- [EXERCISE AIM]: A bare number is the expected answer: the count of lines in the data holding "UnboundedReceiver".

******************************

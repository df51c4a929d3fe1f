/*
[INPUT]:  Flat topic lists, connect/shutdown requests, client configuration
[OUTPUT]: Per-key commands, connection handles, classified events via channel
[POS]:    WebSocket layer - public facade over the four logical connections
[UPDATE]: When adding caller-level operations or changing routing
*/

use std::collections::BTreeMap;
use std::sync::Arc;

use tokio::sync::{mpsc, oneshot, watch};
use tokio::task::JoinHandle;
use tokio_util::sync::CancellationToken;
use tracing::{debug, info, warn};

use crate::config::WsClientConfig;
use crate::error::{BitmartError, Result};
use crate::types::ConnectionKey;

use super::connection::{ConnectionCommand, ConnectionState, ConnectionWorker, TopicSnapshot};
use super::message::WsClientEvent;
use super::topic::group_topics_by_key;
use super::transport::{TungsteniteTransport, WsTransport};

#[derive(Debug)]
struct KeyHandle {
    cmd_tx: mpsc::UnboundedSender<ConnectionCommand>,
    state_rx: watch::Receiver<ConnectionState>,
}

/// Resolves once a connection reaches `Open`
#[derive(Debug)]
pub struct ConnectHandle {
    key: ConnectionKey,
    ready: oneshot::Receiver<Result<()>>,
}

impl ConnectHandle {
    pub fn key(&self) -> ConnectionKey {
        self.key
    }

    pub async fn wait(self) -> Result<()> {
        self.ready.await.map_err(|_| BitmartError::Shutdown)?
    }
}

/// Multiplexed WebSocket client for BitMart spot and futures streams.
///
/// Topics are routed to one of four logical connections (spot/futures x
/// public/private). Each connection is driven by its own worker task, which
/// connects lazily, authenticates private keys, resubscribes after every
/// reconnect and forwards classified frames to the receiver returned by
/// [`BitmartWebSocket::take_receiver`].
#[derive(Debug)]
pub struct BitmartWebSocket {
    handles: BTreeMap<ConnectionKey, KeyHandle>,
    event_rx: Option<mpsc::UnboundedReceiver<WsClientEvent>>,
    shutdown: CancellationToken,
    workers: Vec<JoinHandle<()>>,
}

impl BitmartWebSocket {
    /// Create a client using the tokio-tungstenite transport.
    ///
    /// Must be called from within a Tokio runtime.
    pub fn new(config: WsClientConfig) -> Result<Self> {
        Self::with_transport(config, Arc::new(TungsteniteTransport::new()))
    }

    pub fn with_transport(config: WsClientConfig, transport: Arc<dyn WsTransport>) -> Result<Self> {
        config.validate()?;
        if tokio::runtime::Handle::try_current().is_err() {
            return Err(BitmartError::Config(
                "BitmartWebSocket requires a Tokio runtime".to_string(),
            ));
        }

        let config = Arc::new(config);
        let shutdown = CancellationToken::new();
        let (event_tx, event_rx) = mpsc::unbounded_channel();
        let mut handles = BTreeMap::new();
        let mut workers = Vec::with_capacity(ConnectionKey::ALL.len());

        for key in ConnectionKey::ALL {
            let (cmd_tx, cmd_rx) = mpsc::unbounded_channel();
            let (state_tx, state_rx) = watch::channel(ConnectionState::Disconnected);
            let worker = ConnectionWorker::new(
                key,
                config.clone(),
                transport.clone(),
                cmd_rx,
                state_tx,
                event_tx.clone(),
                shutdown.clone(),
            );
            workers.push(tokio::spawn(worker.run()));
            handles.insert(key, KeyHandle { cmd_tx, state_rx });
        }

        Ok(Self {
            handles,
            event_rx: Some(event_rx),
            shutdown,
            workers,
        })
    }

    /// Get the event receiver
    pub fn take_receiver(&mut self) -> Option<mpsc::UnboundedReceiver<WsClientEvent>> {
        self.event_rx.take()
    }

    /// Request subscription to one or more topics.
    ///
    /// - Topics are routed to the correct connection, which connects (and authenticates) on demand.
    /// - Topics are resubscribed automatically after reconnects.
    /// - Unroutable topics are rejected with [`BitmartError::RejectedTopics`]; the rest still go through.
    pub fn subscribe_topics<I, S>(&self, topics: I) -> Result<()>
    where
        I: IntoIterator<Item = S>,
        S: Into<String>,
    {
        self.dispatch_topics(topics, ConnectionCommand::Subscribe)
    }

    /// Unsubscribe from one or more topics.
    ///
    /// Removed topics are dropped from the desired set and will not be resubscribed.
    pub fn unsubscribe_topics<I, S>(&self, topics: I) -> Result<()>
    where
        I: IntoIterator<Item = S>,
        S: Into<String>,
    {
        self.dispatch_topics(topics, ConnectionCommand::Unsubscribe)
    }

    /// Connect one logical connection without waiting for a topic
    pub fn connect(&self, key: ConnectionKey) -> Result<ConnectHandle> {
        let (ready, rx) = oneshot::channel();
        self.send_command(key, ConnectionCommand::Connect { ready })?;
        Ok(ConnectHandle { key, ready: rx })
    }

    /// Connect all four connections eagerly, one handle per key
    pub fn connect_all(&self) -> Result<Vec<ConnectHandle>> {
        ConnectionKey::ALL
            .into_iter()
            .map(|key| self.connect(key))
            .collect()
    }

    pub fn connection_state(&self, key: ConnectionKey) -> ConnectionState {
        self.handle(key)
            .map(|handle| *handle.state_rx.borrow())
            .unwrap_or(ConnectionState::Closed)
    }

    /// Subscribe to connection state changes of one key
    pub fn subscribe_connection_state(
        &self,
        key: ConnectionKey,
    ) -> Result<watch::Receiver<ConnectionState>> {
        Ok(self.handle(key)?.state_rx.clone())
    }

    pub async fn desired_topics(&self, key: ConnectionKey) -> Result<Vec<String>> {
        Ok(self.topic_snapshot(key).await?.desired)
    }

    pub async fn confirmed_topics(&self, key: ConnectionKey) -> Result<Vec<String>> {
        Ok(self.topic_snapshot(key).await?.confirmed)
    }

    /// Consistent view of a key's registry, served by its worker
    pub async fn topic_snapshot(&self, key: ConnectionKey) -> Result<TopicSnapshot> {
        let (reply, rx) = oneshot::channel();
        self.send_command(key, ConnectionCommand::Snapshot { reply })?;
        rx.await.map_err(|_| BitmartError::Shutdown)
    }

    /// Cancel pending reconnects and close every connection
    pub fn shutdown(&self) {
        if !self.shutdown.is_cancelled() {
            info!("Shutting down WebSocket connections");
        }
        self.shutdown.cancel();
    }

    /// Shut down and wait until every worker has reached `Closed`
    pub async fn shutdown_and_wait(&mut self) {
        self.shutdown();
        for worker in self.workers.drain(..) {
            if let Err(err) = worker.await {
                warn!(error = %err, "Connection worker panicked");
            }
        }
    }

    pub fn is_shutdown(&self) -> bool {
        self.shutdown.is_cancelled()
    }

    fn dispatch_topics<I, S>(&self, topics: I, command: fn(Vec<String>) -> ConnectionCommand) -> Result<()>
    where
        I: IntoIterator<Item = S>,
        S: Into<String>,
    {
        if self.is_shutdown() {
            return Err(BitmartError::Shutdown);
        }

        let groups = group_topics_by_key(topics);
        for (key, topics) in &groups.by_key {
            debug!(%key, topic_count = topics.len(), "Routing topics");
            self.send_command(*key, command(topics.clone()))?;
        }

        match groups.into_rejection() {
            Some(err) => {
                warn!(error = %err, "Topics rejected before routing");
                Err(err)
            }
            None => Ok(()),
        }
    }

    fn send_command(&self, key: ConnectionKey, command: ConnectionCommand) -> Result<()> {
        if self.is_shutdown() {
            return Err(BitmartError::Shutdown);
        }
        self.handle(key)?
            .cmd_tx
            .send(command)
            .map_err(|_| BitmartError::Shutdown)
    }

    fn handle(&self, key: ConnectionKey) -> Result<&KeyHandle> {
        self.handles.get(&key).ok_or_else(|| BitmartError::UnresolvedEndpoint {
            key,
            reason: "no connection worker".to_string(),
        })
    }
}

impl Drop for BitmartWebSocket {
    fn drop(&mut self) {
        self.shutdown.cancel();
    }
}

******************************

- [ANSWER SECTION]: 2